What we can hear doesn't even come close to what can be measured nowadays, in terms of signal AND noise. Human senses are nothing to write home about. If you can hear that some sounds are noisy or distorted, it WILL show up on even an entry level spectrum analyzer.

 

And you can trust me on that : measuring small signals which are unaccessible to our senses is a huge part of my job as a researcher. From measurements down to ADC conversion.

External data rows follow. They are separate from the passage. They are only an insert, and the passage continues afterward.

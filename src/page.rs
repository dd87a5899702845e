//! Event dispatch for the whole page.
//!
//! DESIGN
//! ======
//! `PageCore` owns every piece of page state (theme, counter, accordion)
//! and the injected preference store. The host only forwards events and
//! draws what it is told through [`PageHost`], so all behavior runs without
//! a browser. Each dispatch handles exactly one event to completion.

use crate::accordion::Accordion;
use crate::config::PageConfig;
use crate::counter::{Counter, CounterChange};
use crate::form::{self, Field, FormOutcome, FormSurface};
use crate::storage::KeyValueStore;
use crate::theme::{Theme, ThemeToggle};

#[cfg(test)]
#[path = "page_test.rs"]
mod page_test;

/// Rendering capability for everything on the page besides the form.
pub trait PageHost: FormSurface {
    /// Switch the body class and the toggle button label.
    fn apply_theme(&mut self, theme: Theme);
    fn set_counter_display(&mut self, value: u32);
    fn set_counter_feedback(&mut self, message: &str);
    fn set_faq_open(&mut self, index: usize, open: bool);
}

/// User interactions the page reacts to.
#[derive(Clone, Copy, Debug, PartialEq, Eq)]
pub enum PageEvent {
    ThemeToggled,
    CounterIncremented,
    CounterDecremented,
    FaqToggled(usize),
    /// Live feedback: a field's value or checked state changed.
    FieldEdited(Field),
    FormSubmitted,
}

/// What a dispatch did.
#[derive(Clone, Debug, PartialEq, Eq)]
pub enum Dispatch {
    Theme(Theme),
    Counter(CounterChange),
    Faq { open: Option<usize> },
    Field { field: Field, valid: bool },
    Form(FormOutcome),
    /// The event referred to something that does not exist.
    Ignored,
}

pub struct PageCore<S> {
    store: S,
    theme: ThemeToggle,
    counter: Counter,
    faq: Accordion,
}

impl<S: KeyValueStore> PageCore<S> {
    pub fn new(config: &PageConfig, store: S, faq_items: usize) -> Self {
        let theme = ThemeToggle::new(config.theme_storage_key.clone());
        let counter = Counter::new(config.counter_high_water);
        Self { store, theme, counter, faq: Accordion::new(faq_items) }
    }

    /// Page-load step: adopt the stored theme and draw it.
    pub fn initialize(&mut self, host: &mut impl PageHost) -> Theme {
        let theme = self.theme.load(&self.store);
        host.apply_theme(theme);
        log::debug!("page initialized in {} mode", theme.name());
        theme
    }

    /// Handle one event and render its effects.
    pub fn dispatch(&mut self, event: PageEvent, host: &mut impl PageHost) -> Dispatch {
        match event {
            PageEvent::ThemeToggled => {
                let theme = self.theme.toggle(&mut self.store);
                host.apply_theme(theme);
                Dispatch::Theme(theme)
            }
            PageEvent::CounterIncremented => render_counter(self.counter.increment(), host),
            PageEvent::CounterDecremented => render_counter(self.counter.decrement(), host),
            PageEvent::FaqToggled(index) => {
                if !self.faq.toggle(index) {
                    log::warn!("ignoring click on unknown FAQ item {index}");
                    return Dispatch::Ignored;
                }
                for (i, open) in self.faq.states() {
                    host.set_faq_open(i, open);
                }
                Dispatch::Faq { open: self.faq.open_index() }
            }
            PageEvent::FieldEdited(field) => {
                let valid = form::check_field(host, field);
                Dispatch::Field { field, valid }
            }
            PageEvent::FormSubmitted => Dispatch::Form(form::submit(host)),
        }
    }

    pub fn theme(&self) -> Theme {
        self.theme.current()
    }

    pub fn counter(&self) -> &Counter {
        &self.counter
    }

    pub fn faq(&self) -> &Accordion {
        &self.faq
    }

    pub fn store(&self) -> &S {
        &self.store
    }
}

fn render_counter(change: CounterChange, host: &mut impl PageHost) -> Dispatch {
    match change {
        CounterChange::Moved { value, feedback } => {
            host.set_counter_display(value);
            host.set_counter_feedback(feedback);
        }
        CounterChange::AtFloor { feedback } => host.set_counter_feedback(feedback),
    }
    Dispatch::Counter(change)
}
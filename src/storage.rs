//! Key-value persistence capability.
//!
//! The page persists a single flag. The browser backs this with
//! `localStorage` (see `web::LocalStorage`); tests and native hosts use
//! [`MemoryStore`].

use std::collections::HashMap;

#[cfg(test)]
#[path = "storage_test.rs"]
mod storage_test;

#[derive(Debug, Clone, PartialEq, Eq, thiserror::Error)]
pub enum StorageError {
    #[error("storage is not available")]
    Unavailable,
    #[error("storage rejected {op} for key {key}: {reason}")]
    Rejected { op: &'static str, key: String, reason: String },
}

/// String-to-string store with fallible access.
pub trait KeyValueStore {
    fn get(&self, key: &str) -> Result<Option<String>, StorageError>;
    fn set(&mut self, key: &str, value: &str) -> Result<(), StorageError>;
}

/// In-memory store.
#[derive(Clone, Debug, Default)]
pub struct MemoryStore {
    entries: HashMap<String, String>,
}

impl MemoryStore {
    #[must_use]
    pub fn new() -> Self {
        Self::default()
    }

    /// Seed a store with one entry.
    #[must_use]
    pub fn with_entry(key: &str, value: &str) -> Self {
        let mut store = Self::new();
        store.entries.insert(key.to_owned(), value.to_owned());
        store
    }

    pub fn len(&self) -> usize {
        self.entries.len()
    }

    pub fn is_empty(&self) -> bool {
        self.entries.is_empty()
    }
}

impl KeyValueStore for MemoryStore {
    fn get(&self, key: &str) -> Result<Option<String>, StorageError> {
        Ok(self.entries.get(key).cloned())
    }

    fn set(&mut self, key: &str, value: &str) -> Result<(), StorageError> {
        self.entries.insert(key.to_owned(), value.to_owned());
        Ok(())
    }
}
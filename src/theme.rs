//! Light/dark mode toggle with a persisted preference.
//!
//! The preference is one flag in a [`KeyValueStore`]: exactly `"true"` means
//! dark, anything else (including a missing key) means light. Persistence is
//! best-effort: a failed read falls back to light and a failed write is
//! logged without undoing the visual switch.

use crate::consts::{DARK_MODE_CLASS, LIGHT_MODE_CLASS, TOGGLE_TO_DARK_LABEL, TOGGLE_TO_LIGHT_LABEL};
use crate::storage::KeyValueStore;

#[cfg(test)]
#[path = "theme_test.rs"]
mod theme_test;

#[derive(Clone, Copy, Debug, Default, PartialEq, Eq)]
pub enum Theme {
    #[default]
    Light,
    Dark,
}

impl Theme {
    /// Decode the stored flag.
    pub fn from_flag(flag: Option<&str>) -> Self {
        if flag == Some("true") { Self::Dark } else { Self::Light }
    }

    /// Encode for storage.
    pub fn as_flag(self) -> &'static str {
        match self {
            Self::Dark => "true",
            Self::Light => "false",
        }
    }

    #[must_use]
    pub fn toggled(self) -> Self {
        match self {
            Self::Dark => Self::Light,
            Self::Light => Self::Dark,
        }
    }

    /// Body class for this mode.
    pub fn class(self) -> &'static str {
        match self {
            Self::Dark => DARK_MODE_CLASS,
            Self::Light => LIGHT_MODE_CLASS,
        }
    }

    /// Label for the toggle button while this mode is active.
    pub fn toggle_label(self) -> &'static str {
        match self {
            Self::Dark => TOGGLE_TO_LIGHT_LABEL,
            Self::Light => TOGGLE_TO_DARK_LABEL,
        }
    }

    pub fn name(self) -> &'static str {
        match self {
            Self::Dark => "Dark",
            Self::Light => "Light",
        }
    }
}

/// Current mode plus the storage key it persists under.
#[derive(Clone, Debug)]
pub struct ThemeToggle {
    key: String,
    current: Theme,
}

impl ThemeToggle {
    pub fn new(key: impl Into<String>) -> Self {
        Self { key: key.into(), current: Theme::Light }
    }

    pub fn current(&self) -> Theme {
        self.current
    }

    /// Read the stored preference and adopt it.
    pub fn load(&mut self, store: &impl KeyValueStore) -> Theme {
        self.current = match store.get(&self.key) {
            Ok(flag) => Theme::from_flag(flag.as_deref()),
            Err(err) => {
                log::warn!("theme preference unreadable, using light mode: {err}");
                Theme::Light
            }
        };
        self.current
    }

    /// Flip the mode and persist the new preference.
    pub fn toggle(&mut self, store: &mut impl KeyValueStore) -> Theme {
        self.current = self.current.toggled();
        if let Err(err) = store.set(&self.key, self.current.as_flag()) {
            log::warn!("theme preference not saved: {err}");
        }
        log::info!("Theme switched to: {}", self.current.name());
        self.current
    }
}
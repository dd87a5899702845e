use super::*;
use crate::form::FeedbackMode;
use crate::storage::MemoryStore;
use crate::test_support::{FailingStore, FakeHost};

fn page(store: MemoryStore) -> PageCore<MemoryStore> {
    PageCore::new(&PageConfig::default(), store, 3)
}

// =============================================================
// Theme
// =============================================================

#[test]
fn initialize_applies_stored_theme() {
    let mut core = page(MemoryStore::with_entry("darkModeEnabled", "true"));
    let mut host = FakeHost::default();
    assert_eq!(core.initialize(&mut host), Theme::Dark);
    assert_eq!(host.theme, Some(Theme::Dark));
}

#[test]
fn initialize_defaults_to_light() {
    let mut core = page(MemoryStore::new());
    let mut host = FakeHost::default();
    assert_eq!(core.initialize(&mut host), Theme::Light);
    assert_eq!(host.theme, Some(Theme::Light));
}

#[test]
fn theme_toggle_renders_and_persists() {
    let mut core = page(MemoryStore::new());
    let mut host = FakeHost::default();
    core.initialize(&mut host);

    assert_eq!(core.dispatch(PageEvent::ThemeToggled, &mut host), Dispatch::Theme(Theme::Dark));
    assert_eq!(host.theme, Some(Theme::Dark));
    assert_eq!(core.theme(), Theme::Dark);
    assert_eq!(core.store().get("darkModeEnabled"), Ok(Some("true".to_owned())));
}

#[test]
fn theme_toggle_with_broken_store_still_renders() {
    let mut core = PageCore::new(&PageConfig::default(), FailingStore, 0);
    let mut host = FakeHost::default();
    core.initialize(&mut host);
    assert_eq!(core.dispatch(PageEvent::ThemeToggled, &mut host), Dispatch::Theme(Theme::Dark));
    assert_eq!(host.theme, Some(Theme::Dark));
}

#[test]
fn configured_storage_key_is_used() {
    let config = PageConfig { theme_storage_key: "theme".to_owned(), ..PageConfig::default() };
    let mut core = PageCore::new(&config, MemoryStore::new(), 0);
    let mut host = FakeHost::default();
    core.dispatch(PageEvent::ThemeToggled, &mut host);
    assert_eq!(core.store().get("theme"), Ok(Some("true".to_owned())));
    assert_eq!(core.store().get("darkModeEnabled"), Ok(None));
}

// =============================================================
// Counter
// =============================================================

#[test]
fn increment_updates_display_and_feedback() {
    let mut core = page(MemoryStore::new());
    let mut host = FakeHost::default();
    core.dispatch(PageEvent::CounterIncremented, &mut host);
    assert_eq!(host.counter_display, Some(1));
    assert_eq!(host.counter_feedback.as_deref(), Some(""));
    assert_eq!(core.counter().value(), 1);
}

#[test]
fn decrement_at_zero_leaves_display_alone() {
    let mut core = page(MemoryStore::new());
    let mut host = FakeHost::default();
    let dispatch = core.dispatch(PageEvent::CounterDecremented, &mut host);
    assert!(matches!(dispatch, Dispatch::Counter(CounterChange::AtFloor { .. })));
    assert_eq!(host.counter_display, None);
    assert_eq!(host.counter_feedback.as_deref(), Some("Cannot go below zero!"));
}

#[test]
fn counter_uses_configured_threshold() {
    let config = PageConfig { counter_high_water: 1, ..PageConfig::default() };
    let mut core = PageCore::new(&config, MemoryStore::new(), 0);
    let mut host = FakeHost::default();
    core.dispatch(PageEvent::CounterIncremented, &mut host);
    core.dispatch(PageEvent::CounterIncremented, &mut host);
    assert_eq!(host.counter_display, Some(2));
    assert_eq!(host.counter_feedback.as_deref(), Some("The counter is getting high!"));
}

// =============================================================
// FAQ
// =============================================================

#[test]
fn faq_toggle_redraws_every_item() {
    let mut core = page(MemoryStore::new());
    let mut host = FakeHost::default();
    core.dispatch(PageEvent::FaqToggled(0), &mut host);
    let dispatch = core.dispatch(PageEvent::FaqToggled(2), &mut host);

    assert_eq!(dispatch, Dispatch::Faq { open: Some(2) });
    assert_eq!(host.faq_open.get(&0), Some(&false));
    assert_eq!(host.faq_open.get(&1), Some(&false));
    assert_eq!(host.faq_open.get(&2), Some(&true));
    assert_eq!(core.faq().open_index(), Some(2));
}

#[test]
fn faq_unknown_item_is_ignored() {
    let mut core = page(MemoryStore::new());
    let mut host = FakeHost::default();
    assert_eq!(core.dispatch(PageEvent::FaqToggled(9), &mut host), Dispatch::Ignored);
    assert!(host.faq_open.is_empty());
}

// =============================================================
// Form
// =============================================================

#[test]
fn field_edit_runs_live_check_only() {
    let mut core = page(MemoryStore::new());
    let mut host = FakeHost::with_form("Al", "", "", false);
    let dispatch = core.dispatch(PageEvent::FieldEdited(Field::Name), &mut host);

    assert_eq!(dispatch, Dispatch::Field { field: Field::Name, valid: false });
    assert_eq!(host.errors.len(), 1);
    assert_eq!(host.feedback, None);
}

#[test]
fn submit_event_runs_form_flow() {
    let mut core = page(MemoryStore::new());
    let mut host = FakeHost::with_form("Alice", "alice@example.com", "secret12", true);
    let Dispatch::Form(outcome) = core.dispatch(PageEvent::FormSubmitted, &mut host) else {
        panic!("expected form outcome");
    };
    assert!(outcome.is_valid());
    assert_eq!(host.feedback.map(|(mode, _)| mode), Some(FeedbackMode::Success));
    assert_eq!(host.resets, 1);
}

#[test]
fn form_events_leave_other_widgets_alone() {
    let mut core = page(MemoryStore::new());
    let mut host = FakeHost::with_form("", "", "", false);
    core.dispatch(PageEvent::FormSubmitted, &mut host);
    assert_eq!(host.theme, None);
    assert_eq!(host.counter_display, None);
    assert!(host.faq_open.is_empty());
    assert_eq!(core.counter().value(), 0);
}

I totally believe you can measure small signals, trust me, in the objectivist thread they'll agree, I however disagree that you can define what we can hear with your measurements and you seem to limit what we can hear to what you can measure...

 

not only that; this discussion adds nothing to the topic as I reckon you did not measure anything of the sound produced from the disk at hand and you seem to ignore the more important bit about the TYPE of memory cell that is important.

 

please feel free to start a topic here;

https://audiophilestyle.com/forums/forum/13-music-analysis-objective-subjective/

 

 

ISP, glass to Fritz!box 5530, another Fritz!box 5530 for audio only in bridged mode on LPS, cat8.1, Zyxel switch on LPS, Finisar <1475BTL>Solarflare X2522-25G, external wifi AP, AMD 9 16 core, passive cooling ,Aorus Master x570, LPSU with Taiko ATX, 8Gb Apacer RAM, femto SSD on LPS, Pink Faun I2S ultra OCXO on akiko LPS, home grown RJ45 I2S cable, Metrum Adagio DAC3, RCA 70-A and Miyaima Zero for mono, G2 PL519 tube amps.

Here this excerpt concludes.